◆ Task requirements ◆
Output every line from the beginning of the records through the line that contains "use async_trait::async_trait;", exactly as it appears.

(Dataset entries)
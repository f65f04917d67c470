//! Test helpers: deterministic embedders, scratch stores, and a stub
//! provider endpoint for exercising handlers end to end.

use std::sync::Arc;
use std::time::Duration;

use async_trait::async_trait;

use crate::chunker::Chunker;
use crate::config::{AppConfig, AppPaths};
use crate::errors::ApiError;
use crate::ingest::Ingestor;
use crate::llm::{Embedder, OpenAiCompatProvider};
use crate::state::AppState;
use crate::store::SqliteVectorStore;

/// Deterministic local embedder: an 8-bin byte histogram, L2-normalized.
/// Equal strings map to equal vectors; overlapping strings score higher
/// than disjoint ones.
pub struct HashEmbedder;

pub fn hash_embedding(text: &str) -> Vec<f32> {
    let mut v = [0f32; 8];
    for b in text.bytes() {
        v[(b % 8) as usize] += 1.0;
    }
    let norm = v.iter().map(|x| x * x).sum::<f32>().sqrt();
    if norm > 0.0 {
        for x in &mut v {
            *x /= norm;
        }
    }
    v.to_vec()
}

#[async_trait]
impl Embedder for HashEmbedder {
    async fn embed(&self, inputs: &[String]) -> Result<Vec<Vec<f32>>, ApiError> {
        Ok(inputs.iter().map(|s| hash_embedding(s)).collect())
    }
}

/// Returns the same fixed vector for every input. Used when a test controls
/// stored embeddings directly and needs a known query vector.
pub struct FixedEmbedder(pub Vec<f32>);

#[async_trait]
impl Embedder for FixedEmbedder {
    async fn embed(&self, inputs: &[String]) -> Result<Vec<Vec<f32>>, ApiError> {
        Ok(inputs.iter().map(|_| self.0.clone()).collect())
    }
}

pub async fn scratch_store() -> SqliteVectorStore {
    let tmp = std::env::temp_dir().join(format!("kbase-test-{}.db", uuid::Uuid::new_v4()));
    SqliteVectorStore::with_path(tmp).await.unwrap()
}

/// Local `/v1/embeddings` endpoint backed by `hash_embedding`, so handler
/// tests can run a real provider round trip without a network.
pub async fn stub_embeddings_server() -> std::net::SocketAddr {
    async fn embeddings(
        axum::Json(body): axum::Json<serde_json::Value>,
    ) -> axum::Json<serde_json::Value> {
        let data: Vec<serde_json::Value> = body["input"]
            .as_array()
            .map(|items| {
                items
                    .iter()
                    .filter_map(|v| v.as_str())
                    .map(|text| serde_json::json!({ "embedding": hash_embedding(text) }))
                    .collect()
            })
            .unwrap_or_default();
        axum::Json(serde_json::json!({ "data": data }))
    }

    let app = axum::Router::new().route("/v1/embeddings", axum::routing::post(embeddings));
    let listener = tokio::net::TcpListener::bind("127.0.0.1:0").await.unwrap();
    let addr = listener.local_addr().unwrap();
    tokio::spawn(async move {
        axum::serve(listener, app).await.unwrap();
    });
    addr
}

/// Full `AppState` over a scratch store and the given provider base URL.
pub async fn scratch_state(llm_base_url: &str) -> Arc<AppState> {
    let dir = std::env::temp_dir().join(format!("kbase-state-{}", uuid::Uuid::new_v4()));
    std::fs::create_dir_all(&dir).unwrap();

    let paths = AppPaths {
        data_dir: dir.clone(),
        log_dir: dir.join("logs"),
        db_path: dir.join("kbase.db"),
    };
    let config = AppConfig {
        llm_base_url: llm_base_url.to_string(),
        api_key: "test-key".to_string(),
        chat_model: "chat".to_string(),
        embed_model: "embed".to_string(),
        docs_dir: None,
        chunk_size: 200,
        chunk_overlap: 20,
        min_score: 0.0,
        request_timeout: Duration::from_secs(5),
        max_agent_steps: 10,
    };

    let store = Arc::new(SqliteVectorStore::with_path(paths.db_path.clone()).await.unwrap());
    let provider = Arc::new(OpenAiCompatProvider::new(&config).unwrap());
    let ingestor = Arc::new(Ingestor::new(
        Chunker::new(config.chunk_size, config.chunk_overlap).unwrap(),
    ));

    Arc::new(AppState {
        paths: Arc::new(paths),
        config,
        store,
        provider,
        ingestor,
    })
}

◆ Result of the exercise ◆
repository f65f04917d67c470
//! Test helpers: deterministic embedders, scratch stores, and a stub
//! provider endpoint for exercising handlers end to end.

use std::sync::Arc;
use std::time::Duration;

use async_trait::async_trait;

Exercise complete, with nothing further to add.